▶ Exercise goal
Search the records for the word "serde" and report each line that has it.

▶ Record excerpts
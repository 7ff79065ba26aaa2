//! Post snapshot type, content validation, and slug generation.
//!
//! A [`PostSnapshot`] is the full set of bilingual content fields that
//! describes a post at a point in time. The live `posts` row and every
//! `post_versions` row carry exactly these fields; rollback copies a
//! snapshot from the ledger back over the live row.

use serde::{Deserialize, Serialize};

use crate::error::CoreError;

/// Maximum length for a post title (per locale).
pub const MAX_TITLE_LEN: usize = 200;

/// Maximum length for post content (per locale).
pub const MAX_CONTENT_LEN: usize = 500_000;

/// Maximum length for a post excerpt (per locale).
pub const MAX_EXCERPT_LEN: usize = 500;

/// The bilingual content fields of a post at a point in time.
///
/// The primary locale is mandatory; the secondary locale and all excerpt /
/// cover-image fields are optional.
#[derive(Debug, Clone, PartialEq, Eq, Serialize, Deserialize)]
pub struct PostSnapshot {
    pub title_primary: String,
    pub title_secondary: Option<String>,
    pub content_primary: String,
    pub content_secondary: Option<String>,
    pub excerpt_primary: Option<String>,
    pub excerpt_secondary: Option<String>,
    pub cover_image: Option<String>,
}

/// Validate a snapshot before it is written to the content store or the
/// version ledger.
///
/// The primary-locale title and content must be non-empty; all fields are
/// bounded in length.
pub fn validate_snapshot(snapshot: &PostSnapshot) -> Result<(), CoreError> {
    validate_title(&snapshot.title_primary)?;
    if let Some(ref title) = snapshot.title_secondary {
        validate_secondary_title(title)?;
    }

    validate_content(&snapshot.content_primary)?;
    if let Some(ref content) = snapshot.content_secondary {
        validate_secondary_content(content)?;
    }

    for excerpt in [&snapshot.excerpt_primary, &snapshot.excerpt_secondary]
        .into_iter()
        .flatten()
    {
        validate_excerpt(excerpt)?;
    }

    Ok(())
}

/// Validate a primary-locale title (non-empty, bounded).
pub fn validate_title(title: &str) -> Result<(), CoreError> {
    if title.trim().is_empty() {
        return Err(CoreError::Validation("Title must not be empty".into()));
    }
    if title.len() > MAX_TITLE_LEN {
        return Err(CoreError::Validation(format!(
            "Title must be at most {MAX_TITLE_LEN} characters"
        )));
    }
    Ok(())
}

/// Validate primary-locale content (non-empty, bounded).
pub fn validate_content(content: &str) -> Result<(), CoreError> {
    if content.trim().is_empty() {
        return Err(CoreError::Validation("Content must not be empty".into()));
    }
    if content.len() > MAX_CONTENT_LEN {
        return Err(CoreError::Validation(format!(
            "Content must be at most {MAX_CONTENT_LEN} characters"
        )));
    }
    Ok(())
}

/// Validate a secondary-locale title (bounded; may be empty).
pub fn validate_secondary_title(title: &str) -> Result<(), CoreError> {
    if title.len() > MAX_TITLE_LEN {
        return Err(CoreError::Validation(format!(
            "Secondary title must be at most {MAX_TITLE_LEN} characters"
        )));
    }
    Ok(())
}

/// Validate secondary-locale content (bounded; may be empty).
pub fn validate_secondary_content(content: &str) -> Result<(), CoreError> {
    if content.len() > MAX_CONTENT_LEN {
        return Err(CoreError::Validation(format!(
            "Secondary content must be at most {MAX_CONTENT_LEN} characters"
        )));
    }
    Ok(())
}

/// Validate an excerpt in either locale (bounded).
pub fn validate_excerpt(excerpt: &str) -> Result<(), CoreError> {
    if excerpt.len() > MAX_EXCERPT_LEN {
        return Err(CoreError::Validation(format!(
            "Excerpt must be at most {MAX_EXCERPT_LEN} characters"
        )));
    }
    Ok(())
}

/// Validate a post slug (non-empty, only lowercase alphanumeric + hyphens).
pub fn validate_slug(slug: &str) -> Result<(), CoreError> {
    if slug.is_empty() {
        return Err(CoreError::Validation("Slug must not be empty".into()));
    }
    if !slug
        .chars()
        .all(|c| c.is_ascii_lowercase() || c.is_ascii_digit() || c == '-')
    {
        return Err(CoreError::Validation(
            "Slug must contain only lowercase alphanumeric characters and hyphens".into(),
        ));
    }
    Ok(())
}

/// Generate a URL-safe slug from the primary-locale title.
///
/// Converts to lowercase, replaces spaces and special characters with hyphens,
/// collapses consecutive hyphens, and trims leading/trailing hyphens.
pub fn generate_slug(title: &str) -> String {
    let slug: String = title
        .to_lowercase()
        .chars()
        .map(|c| {
            if c.is_ascii_alphanumeric() {
                c
            } else {
                '-'
            }
        })
        .collect();

    // Collapse consecutive hyphens.
    let mut result = String::with_capacity(slug.len());
    let mut prev_hyphen = false;
    for c in slug.chars() {
        if c == '-' {
            if !prev_hyphen {
                result.push('-');
            }
            prev_hyphen = true;
        } else {
            result.push(c);
            prev_hyphen = false;
        }
    }

    result.trim_matches('-').to_string()
}

// ---------------------------------------------------------------------------
// Tests
// ---------------------------------------------------------------------------

#[cfg(test)]
mod tests {
    use super::*;

    fn snapshot(title: &str, content: &str) -> PostSnapshot {
        PostSnapshot {
            title_primary: title.to_string(),
            title_secondary: None,
            content_primary: content.to_string(),
            content_secondary: None,
            excerpt_primary: None,
            excerpt_secondary: None,
            cover_image: None,
        }
    }

    // -- validate_snapshot ---------------------------------------------------

    #[test]
    fn snapshot_valid() {
        assert!(validate_snapshot(&snapshot("Hello", "world")).is_ok());
    }

    #[test]
    fn snapshot_empty_title_rejected() {
        assert!(validate_snapshot(&snapshot("", "world")).is_err());
        assert!(validate_snapshot(&snapshot("   ", "world")).is_err());
    }

    #[test]
    fn snapshot_empty_content_rejected() {
        assert!(validate_snapshot(&snapshot("Hello", "")).is_err());
        assert!(validate_snapshot(&snapshot("Hello", "  \n ")).is_err());
    }

    #[test]
    fn snapshot_optional_fields_may_be_absent() {
        let mut s = snapshot("Hello", "world");
        s.title_secondary = Some("Xin chào".to_string());
        s.excerpt_primary = Some("short".to_string());
        assert!(validate_snapshot(&s).is_ok());
    }

    #[test]
    fn snapshot_oversized_excerpt_rejected() {
        let mut s = snapshot("Hello", "world");
        s.excerpt_primary = Some("x".repeat(MAX_EXCERPT_LEN + 1));
        assert!(validate_snapshot(&s).is_err());
    }

    #[test]
    fn snapshot_oversized_secondary_title_rejected() {
        let mut s = snapshot("Hello", "world");
        s.title_secondary = Some("x".repeat(MAX_TITLE_LEN + 1));
        assert!(validate_snapshot(&s).is_err());
    }

    // -- validate_title / validate_content -----------------------------------

    #[test]
    fn title_too_long_rejected() {
        let long = "a".repeat(MAX_TITLE_LEN + 1);
        assert!(validate_title(&long).is_err());
    }

    #[test]
    fn content_too_long_rejected() {
        let long = "x".repeat(MAX_CONTENT_LEN + 1);
        assert!(validate_content(&long).is_err());
    }

    // -- per-field optional validators ---------------------------------------

    #[test]
    fn secondary_fields_bounded_but_may_be_empty() {
        assert!(validate_secondary_title("").is_ok());
        assert!(validate_secondary_content("").is_ok());
        assert!(validate_secondary_title(&"a".repeat(MAX_TITLE_LEN + 1)).is_err());
        assert!(validate_secondary_content(&"x".repeat(MAX_CONTENT_LEN + 1)).is_err());
    }

    #[test]
    fn excerpt_bounded() {
        assert!(validate_excerpt("short").is_ok());
        assert!(validate_excerpt(&"x".repeat(MAX_EXCERPT_LEN + 1)).is_err());
    }

    // -- validate_slug -------------------------------------------------------

    #[test]
    fn slug_valid() {
        assert!(validate_slug("my-first-post").is_ok());
    }

    #[test]
    fn slug_empty_rejected() {
        assert!(validate_slug("").is_err());
    }

    #[test]
    fn slug_uppercase_rejected() {
        assert!(validate_slug("My-Post").is_err());
    }

    // -- generate_slug -------------------------------------------------------

    #[test]
    fn slug_basic_title() {
        assert_eq!(generate_slug("My First Post"), "my-first-post");
    }

    #[test]
    fn slug_special_characters() {
        assert_eq!(
            generate_slug("Rust: Ownership & Borrowing (part 2)"),
            "rust-ownership-borrowing-part-2"
        );
    }

    #[test]
    fn slug_collapses_consecutive_hyphens() {
        assert_eq!(generate_slug("foo---bar"), "foo-bar");
    }

    #[test]
    fn slug_trims_leading_trailing_hyphens() {
        assert_eq!(generate_slug("--hello--"), "hello");
    }
}
//! Post version ledger model.
//!
//! Versions are immutable snapshots of post content, created on every
//! content mutation (including rollback) and never edited in place.

use penfolio_core::post::PostSnapshot;
use penfolio_core::types::{DbId, Timestamp};
use serde::Serialize;
use sqlx::FromRow;

/// A row from the `post_versions` table.
#[derive(Debug, Clone, FromRow, Serialize)]
pub struct PostVersion {
    pub id: DbId,
    pub post_id: DbId,
    pub title_primary: String,
    pub title_secondary: Option<String>,
    pub content_primary: String,
    pub content_secondary: Option<String>,
    pub excerpt_primary: Option<String>,
    pub excerpt_secondary: Option<String>,
    pub cover_image: Option<String>,
    pub change_reason: Option<String>,
    pub version: i32,
    pub created_by: Option<DbId>,
    pub created_at: Timestamp,
}

impl PostVersion {
    /// The content snapshot this ledger entry preserves.
    pub fn snapshot(&self) -> PostSnapshot {
        PostSnapshot {
            title_primary: self.title_primary.clone(),
            title_secondary: self.title_secondary.clone(),
            content_primary: self.content_primary.clone(),
            content_secondary: self.content_secondary.clone(),
            excerpt_primary: self.excerpt_primary.clone(),
            excerpt_secondary: self.excerpt_secondary.clone(),
            cover_image: self.cover_image.clone(),
        }
    }
}

/// Query params for comparing two versions of a post, read in conventional
/// diff direction: changes going *from* the older version *to* the newer.
#[derive(Debug, serde::Deserialize)]
pub struct DiffSummaryRequest {
    /// The older version number.
    pub from: i32,
    /// The newer version number.
    pub to: i32,
}

/// Response for a field-level diff summary between two versions.
#[derive(Debug, Serialize)]
pub struct DiffSummaryResponse {
    pub post_id: DbId,
    pub from: i32,
    pub to: i32,
    /// Field families that differ, in display order.
    pub changed_fields: Vec<&'static str>,
    /// Human-readable summary, e.g. `"title changed, content changed"`.
    pub summary: String,
}

/// Response for a rollback: the updated live post plus the ledger entry
/// recorded for the rollback itself.
#[derive(Debug, Serialize)]
pub struct RollbackResponse {
    pub post: crate::models::post::Post,
    pub version: PostVersion,
}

▶ Reply
use serde::{Deserialize, Serialize};
use serde::Serialize;
#[derive(Debug, serde::Deserialize)]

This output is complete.